_PROBLEM TO WORK ON_
How many lines of these records hold the string "time"? Reply with the number alone.

Records drawn from a dataset:
++++++
use crate::debounce::Debouncer;
use crate::http::{HttpRequestArgs, DEFAULT_METHOD, METHODS};
use crate::params::{Param, ParamRows, RowId};
use crate::sync::{ChangeOrigin, ParamSync, RowDiff, SyncError, UrlChange};

use anyhow::{anyhow, bail, Result};
use tokio::time::Instant;
use tracing::{debug, warn};

/// Editing state of one interactive session.
///
/// URL text changes go through [`Session::apply_url_change`]; parameter row
/// edits re-encode the URL immediately and user URL edits are decoded back
/// into the rows once the debounce delay has passed.
#[derive(Debug)]
pub struct Session {
    method: String,
    url: String,
    host: Option<String>,
    params: ParamSync,
    headers: ParamRows,
    body: Option<String>,
    token: Option<String>,
    width: usize,
    pending: Debouncer<String>,
}

impl Session {
    /// Starts a session on `url`, decoding its query into the rows right away.
    /// `host` is the base for relative URLs.
    pub fn new(url: &str, host: Option<&str>, width: usize) -> Self {
        let mut session = Session {
            method: DEFAULT_METHOD.to_string(),
            url: String::new(),
            host: host.map(|h| h.trim_end_matches('/').to_string()),
            params: ParamSync::new(),
            headers: ParamRows::new(),
            body: None,
            token: None,
            width,
            pending: Debouncer::default(),
        };
        session.url = session.absolutize(url);
        if let Err(e) = session.params.decode(&session.url) {
            warn!("{}", e);
        }
        session
    }

    fn absolutize(&self, url: &str) -> String {
        let url = url.trim();
        if url.contains("://") {
            return url.to_string();
        }
        match &self.host {
            Some(host) => format!("{}/{}", host, url.trim_start_matches('/')),
            None => url.to_string(),
        }
    }

    /// Applies a change of the URL text according to its origin.
    pub fn apply_url_change(&mut self, change: UrlChange, now: Instant) {
        self.url = change.text;
        match change.origin {
            ChangeOrigin::UserEdited => {
                if let Some(old) = self.pending.push(self.url.clone(), now) {
                    debug!("superseded pending decode of {}", old);
                }
            }
            ChangeOrigin::SystemRewritten => {
                if let Some(old) = self.pending.cancel() {
                    debug!("dropped pending decode of {}", old);
                }
            }
        }
    }

    /// Records a URL typed by the user. Relative URLs are resolved against
    /// the profile host.
    pub fn edit_url(&mut self, text: &str, now: Instant) {
        let url = self.absolutize(text);
        self.apply_url_change(UrlChange::user(url), now);
    }

    pub fn url(&self) -> &str {
        &self.url
    }

    pub fn has_pending_decode(&self) -> bool {
        self.pending.is_pending()
    }

    /// Decodes the pending user URL if its delay has passed.
    #[cfg(test)]
    pub fn flush_due(&mut self, now: Instant) -> Option<RowDiff> {
        let url = self.pending.take_due(now)?;
        self.decode(&url)
    }

    /// Waits out the debounce delay and decodes the pending user URL.
    pub async fn settle(&mut self) -> Option<RowDiff> {
        let url = self.pending.settle().await?;
        self.decode(&url)
    }

    fn decode(&mut self, url: &str) -> Option<RowDiff> {
        match self.params.decode(url) {
            Ok(diff) => {
                debug!(
                    "decoded {} at generation {}",
                    url,
                    self.params.snapshot().generation()
                );
                Some(diff)
            }
            Err(e) => {
                warn!("{}", e);
                None
            }
        }
    }

    /// Decodes a pending user URL right away, so a row edit builds on it
    /// instead of discarding it.
    fn apply_pending(&mut self) {
        if let Some(url) = self.pending.cancel() {
            debug!("applying pending decode of {} before a row edit", url);
            self.decode(&url);
        }
    }

    fn apply_encoded(&mut self, change: Result<UrlChange, SyncError>) {
        match change {
            Ok(change) => self.apply_url_change(change, Instant::now()),
            Err(e) => warn!("{}", e),
        }
    }

    fn row(&self, number: usize) -> Result<RowId> {
        self.params
            .rows()
            .id_at(number)
            .ok_or_else(|| anyhow!("No parameter row {number} (1-{})", self.params.rows().len()))
    }

    /// Renames the key of row `number`. The old key leaves the URL unless
    /// another row still names it.
    pub fn edit_key(&mut self, number: usize, text: &str) -> Result<()> {
        self.apply_pending();
        let id = self.row(number)?;
        let change = self
            .params
            .rename(id, text, &self.url)
            .ok_or_else(|| anyhow!("No parameter row {number}"))?;
        self.apply_encoded(change);
        Ok(())
    }

    pub fn edit_value(&mut self, number: usize, text: &str) -> Result<()> {
        self.apply_pending();
        let id = self.row(number)?;
        if let Some(param) = self.params.rows_mut().get_mut(id) {
            param.value = text.to_string();
        }
        let change = self.params.encode(&self.url);
        self.apply_encoded(change);
        Ok(())
    }

    /// Appends a blank row pair and returns its 1-based position.
    pub fn add_param(&mut self) -> usize {
        self.params.rows_mut().add_pair();
        self.params.rows().len()
    }

    pub fn delete_param(&mut self, number: usize) -> Result<Param> {
        self.apply_pending();
        let id = self.row(number)?;
        let (removed, change) = self
            .params
            .remove(id, &self.url)
            .ok_or_else(|| anyhow!("No parameter row {number}"))?;
        self.apply_encoded(change);
        Ok(removed)
    }

    pub fn params(&self) -> &ParamRows {
        self.params.rows()
    }

    /// Sets a header, replacing an existing one of the same name.
    pub fn set_header(&mut self, name: &str, value: &str) {
        let id = self
            .headers
            .find_key_ignore_case(name)
            .or_else(|| self.headers.first_blank())
            .unwrap_or_else(|| self.headers.add_pair());
        if let Some(header) = self.headers.get_mut(id) {
            *header = Param::new(name, value);
        }
    }

    pub fn remove_header(&mut self, name: &str) -> Option<Param> {
        let id = self.headers.find_key_ignore_case(name)?;
        self.headers.remove(id)
    }

    pub fn header_rows(&self) -> &ParamRows {
        &self.headers
    }

    pub fn set_method(&mut self, method: &str) -> Result<()> {
        let method = method.to_uppercase();
        if !METHODS.contains(&method.as_str()) {
            bail!("Unsupported method {}, expected one of {}", method, METHODS.join(", "));
        }
        self.method = method;
        Ok(())
    }

    pub fn set_body(&mut self, body: Option<String>) {
        self.body = body.filter(|b| !b.trim().is_empty());
    }

    pub fn set_token(&mut self, token: Option<String>) {
        self.token = token.filter(|t| !t.is_empty());
    }

    pub fn width(&self) -> usize {
        self.width
    }

    pub fn set_width(&mut self, width: usize) {
        self.width = width;
    }

    /// Human-readable request summary.
    pub fn summary(&self) -> String {
        let headers: Vec<String> = self
            .headers
            .complete()
            .map(|h| format!("{}: {}", h.key, h.value))
            .collect();
        format!(
            "Method: {}\nURL: {}\nHeaders: {}\nBody: {}",
            self.method,
            self.url,
            if headers.is_empty() {
                "(none)".to_string()
            } else {
                headers.join(", ")
            },
            self.body.as_deref().unwrap_or("(none)")
        )
    }
}

impl HttpRequestArgs for Session {
    fn method(&self) -> &str {
        &self.method
    }

    fn url(&self) -> &str {
        &self.url
    }

    fn headers(&self) -> Vec<&Param> {
        self.headers.complete().collect()
    }

    fn body(&self) -> Option<&String> {
        self.body.as_ref()
    }

    fn token(&self) -> Option<&String> {
        self.token.as_ref()
    }
}

#[cfg(test)]
mod test {
    use super::*;
    use crate::debounce::DEFAULT_DEBOUNCE;
    use std::time::Duration;

    fn params(session: &Session) -> Vec<(String, String)> {
        session
            .params()
            .iter()
            .map(|(_, p)| (p.key.clone(), p.value.clone()))
            .collect()
    }

    fn kv(pairs: &[(&str, &str)]) -> Vec<(String, String)> {
        pairs
            .iter()
            .map(|(k, v)| (k.to_string(), v.to_string()))
            .collect()
    }

    #[test]
    fn new_should_decode_the_initial_url() {
        let session = Session::new("https://x.test/p?a=1&b=2", None, 80);
        assert_eq!(params(&session), kv(&[("a", "1"), ("b", "2")]));
        assert!(!session.has_pending_decode());
    }

    #[test]
    fn new_should_resolve_relative_url_against_host() {
        let session = Session::new("/posts?userId=1", Some("https://api.test/"), 80);
        assert_eq!(session.url(), "https://api.test/posts?userId=1");
        assert_eq!(params(&session), kv(&[("userId", "1")]));
    }

    #[test]
    fn user_url_edit_should_decode_only_after_the_delay() {
        let mut session = Session::new("https://x.test/p", None, 80);
        let now = Instant::now();

        session.edit_url("https://x.test/p?a=1", now);
        assert_eq!(session.url(), "https://x.test/p?a=1");
        assert!(session.flush_due(now).is_none());
        assert_eq!(params(&session), kv(&[("", "")]));

        let diff = session.flush_due(now + DEFAULT_DEBOUNCE).unwrap();
        assert_eq!(diff.added.len(), 1);
        assert_eq!(params(&session), kv(&[("a", "1")]));
    }

    #[test]
    fn rapid_user_edits_should_decode_only_the_last_one() {
        let mut session = Session::new("https://x.test/p", None, 80);
        let now = Instant::now();

        session.edit_url("https://x.test/p?a", now);
        session.edit_url("https://x.test/p?a=", now + Duration::from_millis(10));
        session.edit_url("https://x.test/p?a=9", now + Duration::from_millis(20));

        assert!(session.flush_due(now + Duration::from_millis(60)).is_none());
        session.flush_due(now + Duration::from_millis(70)).unwrap();
        assert_eq!(params(&session), kv(&[("a", "9")]));
    }

    #[test]
    fn row_edit_should_rewrite_url_without_scheduling_a_decode() {
        let mut session = Session::new("https://x.test/p?old=1", None, 80);
        session.add_param();

        session.edit_key(2, "new").unwrap();
        assert_eq!(session.url(), "https://x.test/p?old=1");
        session.edit_value(2, "2").unwrap();

        assert_eq!(session.url(), "https://x.test/p?old=1&new=2");
        assert!(!session.has_pending_decode());
    }

    #[test]
    fn row_edit_should_apply_a_pending_user_edit_first() {
        let mut session = Session::new("https://x.test/p?a=1", None, 80);
        let now = Instant::now();

        session.edit_url("https://x.test/p?a=1&typed=1", now);
        session.edit_value(1, "9").unwrap();

        assert!(!session.has_pending_decode());
        assert!(session.flush_due(now + DEFAULT_DEBOUNCE).is_none());
        assert_eq!(session.url(), "https://x.test/p?a=9&typed=1");
        assert_eq!(params(&session), kv(&[("a", "9"), ("typed", "1")]));
    }

    #[test]
    fn row_edit_during_a_pending_user_edit_should_keep_url_and_rows_consistent() {
        let mut session = Session::new("https://x.test/p", None, 80);
        let now = Instant::now();

        session.edit_url("https://x.test/p?typed=1", now);
        // the pending edit lands in row 1 first, which is then renamed
        session.edit_key(1, "q").unwrap();
        session.edit_value(1, "v").unwrap();

        assert!(!session.has_pending_decode());
        assert_eq!(session.url(), "https://x.test/p?q=v");
        assert_eq!(params(&session), kv(&[("q", "v")]));
    }

    #[test]
    fn delete_during_a_pending_user_edit_should_keep_the_typed_key() {
        let mut session = Session::new("https://x.test/p?a=1", None, 80);
        let now = Instant::now();

        session.edit_url("https://x.test/p?a=1&typed=1", now);
        session.delete_param(1).unwrap();

        assert_eq!(session.url(), "https://x.test/p?typed=1");
        assert_eq!(params(&session), kv(&[("typed", "1")]));
    }

    #[test]
    fn renaming_a_key_should_drop_the_old_one_from_the_url() {
        let mut session = Session::new("https://x.test/p?a=1&b=2", None, 80);

        session.edit_key(1, "c").unwrap();

        assert_eq!(session.url(), "https://x.test/p?b=2&c=1");
        assert_eq!(params(&session), kv(&[("c", "1"), ("b", "2")]));
    }

    #[test]
    fn delete_param_should_remove_it_from_the_url() {
        let mut session = Session::new("https://x.test/p?a=1&b=2", None, 80);

        let removed = session.delete_param(1).unwrap();

        assert_eq!(removed, Param::new("a", "1"));
        assert_eq!(session.url(), "https://x.test/p?b=2");
        assert_eq!(params(&session), kv(&[("b", "2")]));
    }

    #[test]
    fn removing_a_key_from_the_url_should_drop_its_row() {
        let mut session = Session::new("https://x.test/p?a=1&b=2", None, 80);
        let now = Instant::now();

        session.edit_url("https://x.test/p?b=2", now);
        session.flush_due(now + DEFAULT_DEBOUNCE).unwrap();

        assert_eq!(params(&session), kv(&[("b", "2")]));
    }

    #[test]
    fn unparseable_user_url_should_keep_the_rows() {
        let mut session = Session::new("https://x.test/p?a=1", None, 80);
        let now = Instant::now();

        session.edit_url("http://[broken", now);

        assert!(session.flush_due(now + DEFAULT_DEBOUNCE).is_none());
        assert_eq!(params(&session), kv(&[("a", "1")]));
    }

    #[test]
    fn edit_should_fail_for_unknown_row() {
        let mut session = Session::new("https://x.test/p", None, 80);
        assert!(session.edit_key(0, "a").is_err());
        assert!(session.edit_value(2, "a").is_err());
        assert!(session.delete_param(5).is_err());
    }

    #[test]
    fn set_header_should_replace_case_insensitively() {
        let mut session = Session::new("https://x.test/", None, 80);
        session.set_header("Accept", "text/plain");
        session.set_header("accept", "application/json");
        session.set_header("X-Id", "1");

        let headers: Vec<_> = HttpRequestArgs::headers(&session).into_iter().cloned().collect();
        assert_eq!(
            headers,
            vec![Param::new("accept", "application/json"), Param::new("X-Id", "1")]
        );

        assert_eq!(session.remove_header("x-id"), Some(Param::new("X-Id", "1")));
        assert_eq!(session.remove_header("x-id"), None);
    }

    #[test]
    fn set_method_should_validate() {
        let mut session = Session::new("https://x.test/", None, 80);
        session.set_method("patch").unwrap();
        assert_eq!(HttpRequestArgs::method(&session), "PATCH");
        assert!(session.set_method("BREW").is_err());
    }

    #[test]
    fn summary_should_list_request_parts() {
        let mut session = Session::new("https://x.test/", None, 80);
        session.set_header("Accept", "application/json");
        session.set_body(Some("{}".to_string()));
        assert_eq!(
            session.summary(),
            "Method: GET\nURL: https://x.test/\nHeaders: Accept: application/json\nBody: {}"
        );
    }
}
++++++
_ANSWER AREA_
2